--- DATA FOR PROCESSING ---

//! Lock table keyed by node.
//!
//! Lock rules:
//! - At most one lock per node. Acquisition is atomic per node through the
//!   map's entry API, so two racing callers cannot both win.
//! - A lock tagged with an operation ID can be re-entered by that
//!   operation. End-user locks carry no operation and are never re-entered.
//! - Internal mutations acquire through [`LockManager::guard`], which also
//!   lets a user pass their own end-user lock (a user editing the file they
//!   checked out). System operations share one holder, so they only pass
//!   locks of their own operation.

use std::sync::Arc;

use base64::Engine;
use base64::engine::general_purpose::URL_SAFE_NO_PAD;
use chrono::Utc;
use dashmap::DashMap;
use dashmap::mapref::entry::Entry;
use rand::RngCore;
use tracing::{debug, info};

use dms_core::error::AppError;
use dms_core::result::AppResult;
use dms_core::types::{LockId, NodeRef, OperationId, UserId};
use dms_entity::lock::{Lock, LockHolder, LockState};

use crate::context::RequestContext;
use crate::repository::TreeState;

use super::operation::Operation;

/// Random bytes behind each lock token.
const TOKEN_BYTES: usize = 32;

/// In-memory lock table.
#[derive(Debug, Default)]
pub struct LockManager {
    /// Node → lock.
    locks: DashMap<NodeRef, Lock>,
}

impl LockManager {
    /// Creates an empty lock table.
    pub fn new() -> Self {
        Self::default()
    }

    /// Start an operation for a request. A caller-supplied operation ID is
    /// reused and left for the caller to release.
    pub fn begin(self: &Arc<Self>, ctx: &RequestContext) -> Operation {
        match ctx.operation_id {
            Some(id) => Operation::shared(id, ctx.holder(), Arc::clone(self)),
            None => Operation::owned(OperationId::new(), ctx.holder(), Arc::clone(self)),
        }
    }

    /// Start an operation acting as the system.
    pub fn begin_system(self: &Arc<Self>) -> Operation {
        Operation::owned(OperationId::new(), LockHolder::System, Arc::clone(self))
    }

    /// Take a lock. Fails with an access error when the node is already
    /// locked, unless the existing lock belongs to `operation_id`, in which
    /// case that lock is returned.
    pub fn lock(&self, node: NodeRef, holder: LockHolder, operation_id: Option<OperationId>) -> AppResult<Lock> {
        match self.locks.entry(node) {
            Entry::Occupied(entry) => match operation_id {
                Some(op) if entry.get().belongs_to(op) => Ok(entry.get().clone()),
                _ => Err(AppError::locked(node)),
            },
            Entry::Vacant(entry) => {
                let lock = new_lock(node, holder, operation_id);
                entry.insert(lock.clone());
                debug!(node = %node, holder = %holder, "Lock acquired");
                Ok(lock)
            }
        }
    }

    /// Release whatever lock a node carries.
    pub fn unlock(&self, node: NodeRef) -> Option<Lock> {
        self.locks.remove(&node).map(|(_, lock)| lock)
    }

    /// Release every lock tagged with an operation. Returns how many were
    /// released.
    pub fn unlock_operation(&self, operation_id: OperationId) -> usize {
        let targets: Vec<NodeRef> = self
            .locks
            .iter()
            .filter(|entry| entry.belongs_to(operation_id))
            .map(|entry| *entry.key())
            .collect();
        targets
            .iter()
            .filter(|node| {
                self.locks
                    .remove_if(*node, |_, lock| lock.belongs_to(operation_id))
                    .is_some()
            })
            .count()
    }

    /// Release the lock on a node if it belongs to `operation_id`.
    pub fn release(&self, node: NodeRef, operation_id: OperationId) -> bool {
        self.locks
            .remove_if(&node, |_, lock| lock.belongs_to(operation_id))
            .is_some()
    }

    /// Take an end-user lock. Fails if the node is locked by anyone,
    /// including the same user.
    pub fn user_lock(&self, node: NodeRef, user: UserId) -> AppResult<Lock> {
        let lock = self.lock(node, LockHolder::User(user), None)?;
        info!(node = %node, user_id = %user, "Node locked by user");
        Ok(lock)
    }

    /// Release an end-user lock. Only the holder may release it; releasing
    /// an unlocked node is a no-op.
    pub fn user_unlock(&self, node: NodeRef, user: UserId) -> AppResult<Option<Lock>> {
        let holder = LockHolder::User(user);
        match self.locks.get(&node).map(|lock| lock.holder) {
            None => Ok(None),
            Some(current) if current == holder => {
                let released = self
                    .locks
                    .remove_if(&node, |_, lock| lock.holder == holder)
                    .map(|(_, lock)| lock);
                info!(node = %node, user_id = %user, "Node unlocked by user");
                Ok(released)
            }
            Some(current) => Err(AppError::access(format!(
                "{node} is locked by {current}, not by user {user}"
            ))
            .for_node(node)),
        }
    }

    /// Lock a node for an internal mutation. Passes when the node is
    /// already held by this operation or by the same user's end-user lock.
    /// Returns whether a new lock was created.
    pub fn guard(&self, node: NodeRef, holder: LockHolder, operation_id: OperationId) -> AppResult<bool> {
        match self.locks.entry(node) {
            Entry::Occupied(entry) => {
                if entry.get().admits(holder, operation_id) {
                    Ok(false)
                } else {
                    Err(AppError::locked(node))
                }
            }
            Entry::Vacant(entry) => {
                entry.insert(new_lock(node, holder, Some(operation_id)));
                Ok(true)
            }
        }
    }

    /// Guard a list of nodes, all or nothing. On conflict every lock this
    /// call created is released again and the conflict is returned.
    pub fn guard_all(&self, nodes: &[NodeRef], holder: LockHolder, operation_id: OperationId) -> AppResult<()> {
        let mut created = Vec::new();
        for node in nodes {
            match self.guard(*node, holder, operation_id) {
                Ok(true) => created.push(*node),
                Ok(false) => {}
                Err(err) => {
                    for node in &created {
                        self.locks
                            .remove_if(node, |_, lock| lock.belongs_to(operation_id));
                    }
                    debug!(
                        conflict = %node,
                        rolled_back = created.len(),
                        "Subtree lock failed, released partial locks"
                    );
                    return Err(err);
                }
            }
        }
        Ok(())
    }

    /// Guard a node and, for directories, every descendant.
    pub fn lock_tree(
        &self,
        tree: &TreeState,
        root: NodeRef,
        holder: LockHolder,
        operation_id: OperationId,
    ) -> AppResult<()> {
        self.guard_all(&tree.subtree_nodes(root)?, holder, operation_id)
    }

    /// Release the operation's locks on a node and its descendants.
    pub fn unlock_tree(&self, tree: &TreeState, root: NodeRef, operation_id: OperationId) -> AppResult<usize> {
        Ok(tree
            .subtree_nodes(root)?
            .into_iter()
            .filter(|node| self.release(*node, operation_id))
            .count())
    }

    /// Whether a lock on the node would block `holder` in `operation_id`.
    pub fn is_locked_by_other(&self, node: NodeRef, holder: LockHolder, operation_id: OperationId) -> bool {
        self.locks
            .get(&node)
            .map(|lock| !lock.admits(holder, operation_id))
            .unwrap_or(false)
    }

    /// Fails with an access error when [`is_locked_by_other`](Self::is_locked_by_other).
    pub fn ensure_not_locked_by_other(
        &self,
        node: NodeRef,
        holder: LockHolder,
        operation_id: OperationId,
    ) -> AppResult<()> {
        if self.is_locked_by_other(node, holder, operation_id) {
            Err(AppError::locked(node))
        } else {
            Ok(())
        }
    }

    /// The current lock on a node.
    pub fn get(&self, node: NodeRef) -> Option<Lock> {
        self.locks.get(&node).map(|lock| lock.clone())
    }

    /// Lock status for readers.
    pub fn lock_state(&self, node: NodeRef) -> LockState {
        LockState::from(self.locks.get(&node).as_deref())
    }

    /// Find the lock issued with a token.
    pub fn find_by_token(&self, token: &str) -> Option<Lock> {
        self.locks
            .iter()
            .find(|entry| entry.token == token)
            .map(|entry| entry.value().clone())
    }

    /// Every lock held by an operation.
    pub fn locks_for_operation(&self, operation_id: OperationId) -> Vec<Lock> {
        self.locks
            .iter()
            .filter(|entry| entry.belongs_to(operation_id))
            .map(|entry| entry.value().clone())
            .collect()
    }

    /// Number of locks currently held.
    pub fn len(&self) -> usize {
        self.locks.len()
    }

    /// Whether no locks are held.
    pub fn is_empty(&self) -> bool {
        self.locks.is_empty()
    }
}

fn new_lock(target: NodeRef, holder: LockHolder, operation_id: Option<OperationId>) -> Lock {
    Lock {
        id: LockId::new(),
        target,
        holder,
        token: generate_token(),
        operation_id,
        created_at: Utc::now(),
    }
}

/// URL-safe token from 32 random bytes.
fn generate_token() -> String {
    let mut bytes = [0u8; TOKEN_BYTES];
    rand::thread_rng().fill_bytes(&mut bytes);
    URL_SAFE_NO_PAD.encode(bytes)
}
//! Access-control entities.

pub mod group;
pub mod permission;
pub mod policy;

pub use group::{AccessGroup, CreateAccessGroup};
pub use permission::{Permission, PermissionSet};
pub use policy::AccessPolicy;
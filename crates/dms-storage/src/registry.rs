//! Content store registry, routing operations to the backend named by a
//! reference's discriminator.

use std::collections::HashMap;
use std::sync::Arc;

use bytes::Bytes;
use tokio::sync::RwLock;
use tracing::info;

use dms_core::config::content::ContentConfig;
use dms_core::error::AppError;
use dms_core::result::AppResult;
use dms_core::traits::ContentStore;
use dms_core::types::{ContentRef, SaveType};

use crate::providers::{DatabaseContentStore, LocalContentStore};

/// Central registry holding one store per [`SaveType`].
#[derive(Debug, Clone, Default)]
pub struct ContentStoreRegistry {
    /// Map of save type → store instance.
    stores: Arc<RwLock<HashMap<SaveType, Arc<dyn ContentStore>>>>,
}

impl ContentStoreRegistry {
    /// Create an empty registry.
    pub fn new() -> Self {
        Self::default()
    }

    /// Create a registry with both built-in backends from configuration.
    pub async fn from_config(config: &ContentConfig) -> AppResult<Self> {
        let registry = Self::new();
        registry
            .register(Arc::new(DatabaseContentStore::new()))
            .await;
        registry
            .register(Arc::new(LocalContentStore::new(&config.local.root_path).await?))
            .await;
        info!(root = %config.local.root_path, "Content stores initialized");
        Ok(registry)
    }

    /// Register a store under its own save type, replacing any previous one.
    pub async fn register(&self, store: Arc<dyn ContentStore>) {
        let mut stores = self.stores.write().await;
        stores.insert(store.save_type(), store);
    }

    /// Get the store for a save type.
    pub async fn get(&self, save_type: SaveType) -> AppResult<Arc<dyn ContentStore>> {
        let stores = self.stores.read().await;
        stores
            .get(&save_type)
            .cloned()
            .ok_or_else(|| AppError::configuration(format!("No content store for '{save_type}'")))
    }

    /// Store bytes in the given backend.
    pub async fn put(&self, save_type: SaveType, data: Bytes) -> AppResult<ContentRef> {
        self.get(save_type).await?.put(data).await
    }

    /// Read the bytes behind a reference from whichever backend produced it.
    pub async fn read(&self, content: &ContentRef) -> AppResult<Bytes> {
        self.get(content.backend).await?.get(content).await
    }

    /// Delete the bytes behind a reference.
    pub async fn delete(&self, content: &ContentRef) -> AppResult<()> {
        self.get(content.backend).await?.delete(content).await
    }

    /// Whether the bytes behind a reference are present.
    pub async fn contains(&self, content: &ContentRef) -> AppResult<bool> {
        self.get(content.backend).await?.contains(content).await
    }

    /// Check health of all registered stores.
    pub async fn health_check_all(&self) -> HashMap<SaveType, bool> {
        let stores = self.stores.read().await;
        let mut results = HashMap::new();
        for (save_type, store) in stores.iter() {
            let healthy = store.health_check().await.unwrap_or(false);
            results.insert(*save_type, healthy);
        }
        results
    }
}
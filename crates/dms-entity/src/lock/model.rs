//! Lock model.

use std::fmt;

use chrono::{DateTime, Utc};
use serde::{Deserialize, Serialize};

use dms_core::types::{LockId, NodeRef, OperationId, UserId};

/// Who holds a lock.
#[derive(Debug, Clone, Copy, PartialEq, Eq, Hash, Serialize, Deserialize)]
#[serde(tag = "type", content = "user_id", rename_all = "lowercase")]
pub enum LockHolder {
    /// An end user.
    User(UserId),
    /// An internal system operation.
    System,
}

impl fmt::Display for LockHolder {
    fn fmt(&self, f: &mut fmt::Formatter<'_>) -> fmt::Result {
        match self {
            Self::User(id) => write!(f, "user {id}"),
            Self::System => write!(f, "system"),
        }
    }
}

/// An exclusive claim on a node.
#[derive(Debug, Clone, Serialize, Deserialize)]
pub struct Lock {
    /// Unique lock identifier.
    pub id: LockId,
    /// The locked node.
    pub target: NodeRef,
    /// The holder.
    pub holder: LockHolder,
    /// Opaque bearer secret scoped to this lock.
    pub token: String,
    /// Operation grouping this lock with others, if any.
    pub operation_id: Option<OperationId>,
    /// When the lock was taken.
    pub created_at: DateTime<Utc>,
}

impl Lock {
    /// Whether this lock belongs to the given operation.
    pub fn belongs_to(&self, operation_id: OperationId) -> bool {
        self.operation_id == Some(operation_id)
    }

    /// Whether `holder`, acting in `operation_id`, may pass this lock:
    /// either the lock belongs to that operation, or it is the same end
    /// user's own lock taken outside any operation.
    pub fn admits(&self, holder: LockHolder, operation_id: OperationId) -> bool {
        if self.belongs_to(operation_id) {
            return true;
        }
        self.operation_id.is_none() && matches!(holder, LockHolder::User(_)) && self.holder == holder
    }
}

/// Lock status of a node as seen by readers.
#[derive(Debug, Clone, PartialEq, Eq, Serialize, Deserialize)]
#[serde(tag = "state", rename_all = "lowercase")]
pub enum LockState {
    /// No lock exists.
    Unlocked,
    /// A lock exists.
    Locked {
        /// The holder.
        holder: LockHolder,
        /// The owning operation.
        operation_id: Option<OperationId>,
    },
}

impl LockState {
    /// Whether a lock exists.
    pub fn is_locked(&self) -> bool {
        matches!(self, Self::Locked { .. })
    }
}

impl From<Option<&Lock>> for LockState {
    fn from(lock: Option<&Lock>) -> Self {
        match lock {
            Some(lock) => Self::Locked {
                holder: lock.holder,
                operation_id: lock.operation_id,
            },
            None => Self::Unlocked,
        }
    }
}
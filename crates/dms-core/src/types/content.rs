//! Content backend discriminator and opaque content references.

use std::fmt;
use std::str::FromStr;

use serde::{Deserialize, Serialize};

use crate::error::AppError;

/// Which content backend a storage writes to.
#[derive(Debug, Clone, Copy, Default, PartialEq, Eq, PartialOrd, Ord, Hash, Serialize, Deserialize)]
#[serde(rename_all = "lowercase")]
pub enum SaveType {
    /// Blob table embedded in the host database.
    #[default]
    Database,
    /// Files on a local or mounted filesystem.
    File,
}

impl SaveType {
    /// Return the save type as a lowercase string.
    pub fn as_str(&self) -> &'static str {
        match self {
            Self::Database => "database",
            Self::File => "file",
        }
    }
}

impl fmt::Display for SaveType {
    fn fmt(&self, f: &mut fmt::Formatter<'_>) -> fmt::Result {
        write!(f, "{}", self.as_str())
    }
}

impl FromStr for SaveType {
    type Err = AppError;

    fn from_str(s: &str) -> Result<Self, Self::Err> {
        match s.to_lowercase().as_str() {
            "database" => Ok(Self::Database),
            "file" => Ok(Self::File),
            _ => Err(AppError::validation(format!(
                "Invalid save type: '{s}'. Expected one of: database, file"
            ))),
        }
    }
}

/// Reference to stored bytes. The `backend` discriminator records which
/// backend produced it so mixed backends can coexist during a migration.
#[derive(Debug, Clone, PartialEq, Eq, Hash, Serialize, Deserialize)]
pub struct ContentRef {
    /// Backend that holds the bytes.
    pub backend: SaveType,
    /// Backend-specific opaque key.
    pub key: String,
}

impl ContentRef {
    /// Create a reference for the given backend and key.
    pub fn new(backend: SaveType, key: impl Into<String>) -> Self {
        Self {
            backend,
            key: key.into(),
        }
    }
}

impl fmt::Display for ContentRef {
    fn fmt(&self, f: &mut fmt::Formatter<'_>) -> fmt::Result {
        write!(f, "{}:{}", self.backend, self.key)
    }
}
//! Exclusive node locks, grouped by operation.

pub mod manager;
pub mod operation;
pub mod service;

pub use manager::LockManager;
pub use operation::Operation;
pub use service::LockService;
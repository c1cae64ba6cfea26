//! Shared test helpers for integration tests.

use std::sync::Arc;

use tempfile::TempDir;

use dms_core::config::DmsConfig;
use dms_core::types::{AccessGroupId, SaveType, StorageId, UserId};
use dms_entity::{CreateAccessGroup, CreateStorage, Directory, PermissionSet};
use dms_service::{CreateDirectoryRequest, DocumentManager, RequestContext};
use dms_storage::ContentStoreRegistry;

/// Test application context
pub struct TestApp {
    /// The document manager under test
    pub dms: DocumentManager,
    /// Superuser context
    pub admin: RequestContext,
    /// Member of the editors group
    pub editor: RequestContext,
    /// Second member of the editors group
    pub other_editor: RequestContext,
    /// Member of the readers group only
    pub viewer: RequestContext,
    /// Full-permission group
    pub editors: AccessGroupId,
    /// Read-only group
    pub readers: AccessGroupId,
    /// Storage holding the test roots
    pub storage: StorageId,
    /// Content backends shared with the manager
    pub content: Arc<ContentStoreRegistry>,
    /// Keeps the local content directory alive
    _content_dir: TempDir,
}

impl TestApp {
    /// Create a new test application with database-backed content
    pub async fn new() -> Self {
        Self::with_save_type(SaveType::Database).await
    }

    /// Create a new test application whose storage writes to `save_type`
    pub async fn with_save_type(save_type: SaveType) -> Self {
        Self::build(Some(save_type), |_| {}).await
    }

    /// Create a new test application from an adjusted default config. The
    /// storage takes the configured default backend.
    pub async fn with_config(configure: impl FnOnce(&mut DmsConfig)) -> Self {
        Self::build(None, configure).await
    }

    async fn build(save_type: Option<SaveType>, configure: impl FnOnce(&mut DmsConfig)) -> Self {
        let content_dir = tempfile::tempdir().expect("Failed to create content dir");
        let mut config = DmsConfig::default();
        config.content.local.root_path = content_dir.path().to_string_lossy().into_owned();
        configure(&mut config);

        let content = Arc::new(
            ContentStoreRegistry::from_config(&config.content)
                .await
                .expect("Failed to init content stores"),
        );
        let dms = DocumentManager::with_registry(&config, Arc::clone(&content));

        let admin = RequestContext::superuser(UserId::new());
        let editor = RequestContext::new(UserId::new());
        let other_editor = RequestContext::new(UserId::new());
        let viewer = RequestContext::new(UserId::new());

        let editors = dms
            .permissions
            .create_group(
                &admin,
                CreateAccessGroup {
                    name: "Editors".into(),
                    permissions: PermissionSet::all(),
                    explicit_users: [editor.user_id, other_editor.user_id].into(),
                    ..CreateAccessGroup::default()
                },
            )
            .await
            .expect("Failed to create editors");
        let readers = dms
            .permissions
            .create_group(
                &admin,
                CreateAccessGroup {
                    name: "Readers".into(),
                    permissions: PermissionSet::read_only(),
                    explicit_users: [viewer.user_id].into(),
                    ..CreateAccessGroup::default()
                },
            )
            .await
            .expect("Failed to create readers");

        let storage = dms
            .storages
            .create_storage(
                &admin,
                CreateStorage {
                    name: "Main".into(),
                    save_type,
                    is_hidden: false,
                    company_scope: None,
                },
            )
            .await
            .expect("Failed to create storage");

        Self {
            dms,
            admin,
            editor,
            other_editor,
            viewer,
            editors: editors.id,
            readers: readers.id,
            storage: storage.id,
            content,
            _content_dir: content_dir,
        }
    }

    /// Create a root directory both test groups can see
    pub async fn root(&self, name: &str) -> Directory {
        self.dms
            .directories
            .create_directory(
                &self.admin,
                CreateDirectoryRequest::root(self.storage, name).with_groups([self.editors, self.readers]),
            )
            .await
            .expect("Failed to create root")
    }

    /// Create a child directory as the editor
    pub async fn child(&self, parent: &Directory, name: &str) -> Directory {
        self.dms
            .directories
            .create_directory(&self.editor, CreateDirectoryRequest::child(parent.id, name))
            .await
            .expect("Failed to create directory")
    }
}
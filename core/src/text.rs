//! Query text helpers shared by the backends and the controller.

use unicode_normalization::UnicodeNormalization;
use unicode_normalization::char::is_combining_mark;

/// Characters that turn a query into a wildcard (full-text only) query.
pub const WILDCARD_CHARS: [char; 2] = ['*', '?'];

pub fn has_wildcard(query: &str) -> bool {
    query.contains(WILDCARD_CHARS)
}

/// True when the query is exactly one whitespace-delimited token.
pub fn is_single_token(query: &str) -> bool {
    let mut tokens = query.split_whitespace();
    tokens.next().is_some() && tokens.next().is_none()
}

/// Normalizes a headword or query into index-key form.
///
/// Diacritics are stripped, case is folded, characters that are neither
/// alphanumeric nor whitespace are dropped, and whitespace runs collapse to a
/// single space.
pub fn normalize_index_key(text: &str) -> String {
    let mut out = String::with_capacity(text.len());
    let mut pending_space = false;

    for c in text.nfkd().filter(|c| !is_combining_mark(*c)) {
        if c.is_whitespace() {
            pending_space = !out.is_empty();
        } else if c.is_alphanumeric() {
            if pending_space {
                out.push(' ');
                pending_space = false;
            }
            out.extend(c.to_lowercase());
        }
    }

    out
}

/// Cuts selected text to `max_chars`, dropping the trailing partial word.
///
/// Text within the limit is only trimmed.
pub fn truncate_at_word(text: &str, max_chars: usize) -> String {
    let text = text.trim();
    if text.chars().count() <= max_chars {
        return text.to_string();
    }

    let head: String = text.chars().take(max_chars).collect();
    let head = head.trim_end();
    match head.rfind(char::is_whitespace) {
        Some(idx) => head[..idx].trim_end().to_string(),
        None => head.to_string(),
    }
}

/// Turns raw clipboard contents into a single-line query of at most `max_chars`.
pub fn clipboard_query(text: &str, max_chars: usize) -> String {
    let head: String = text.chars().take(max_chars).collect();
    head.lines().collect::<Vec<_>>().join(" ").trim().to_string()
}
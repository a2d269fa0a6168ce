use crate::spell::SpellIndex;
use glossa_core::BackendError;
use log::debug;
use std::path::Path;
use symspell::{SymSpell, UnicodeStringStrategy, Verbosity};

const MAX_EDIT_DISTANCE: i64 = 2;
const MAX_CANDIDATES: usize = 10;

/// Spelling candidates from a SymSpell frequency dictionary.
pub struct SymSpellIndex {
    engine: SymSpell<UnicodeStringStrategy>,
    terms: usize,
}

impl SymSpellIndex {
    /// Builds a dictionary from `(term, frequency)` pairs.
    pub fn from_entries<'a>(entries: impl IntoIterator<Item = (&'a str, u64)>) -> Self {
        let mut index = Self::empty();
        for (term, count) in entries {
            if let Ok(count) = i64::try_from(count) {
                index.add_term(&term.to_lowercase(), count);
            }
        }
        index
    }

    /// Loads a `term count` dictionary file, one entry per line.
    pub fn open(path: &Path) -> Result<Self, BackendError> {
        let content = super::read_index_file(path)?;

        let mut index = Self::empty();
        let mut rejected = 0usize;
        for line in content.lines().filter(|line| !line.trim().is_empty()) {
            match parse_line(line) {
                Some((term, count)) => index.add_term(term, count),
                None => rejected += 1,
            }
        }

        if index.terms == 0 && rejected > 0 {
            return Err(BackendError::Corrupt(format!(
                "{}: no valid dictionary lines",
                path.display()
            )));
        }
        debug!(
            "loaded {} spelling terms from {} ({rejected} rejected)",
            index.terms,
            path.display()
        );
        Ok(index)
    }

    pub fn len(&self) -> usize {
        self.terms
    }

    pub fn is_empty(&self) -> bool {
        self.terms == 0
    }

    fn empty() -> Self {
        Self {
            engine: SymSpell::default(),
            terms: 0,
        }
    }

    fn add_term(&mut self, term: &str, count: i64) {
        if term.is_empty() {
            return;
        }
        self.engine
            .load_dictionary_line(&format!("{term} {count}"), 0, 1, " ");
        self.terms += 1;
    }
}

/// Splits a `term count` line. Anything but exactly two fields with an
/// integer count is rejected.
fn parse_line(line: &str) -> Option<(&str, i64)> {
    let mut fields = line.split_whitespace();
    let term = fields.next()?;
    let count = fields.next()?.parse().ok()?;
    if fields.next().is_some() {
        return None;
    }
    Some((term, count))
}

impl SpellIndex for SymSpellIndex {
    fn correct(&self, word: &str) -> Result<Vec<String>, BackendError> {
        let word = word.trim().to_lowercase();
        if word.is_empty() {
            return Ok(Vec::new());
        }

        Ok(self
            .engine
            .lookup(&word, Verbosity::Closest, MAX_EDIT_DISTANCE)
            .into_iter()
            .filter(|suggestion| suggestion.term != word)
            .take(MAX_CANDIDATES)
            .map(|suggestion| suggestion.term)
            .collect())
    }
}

---

Could you retype exactly the lines from the first one of the records through the line containing "re-entered by that", both included, and nothing more?

_TASK OUTPUT_
//! Lock table keyed by node.
//!
//! Lock rules:
//! - At most one lock per node. Acquisition is atomic per node through the
//!   map's entry API, so two racing callers cannot both win.
//! - A lock tagged with an operation ID can be re-entered by that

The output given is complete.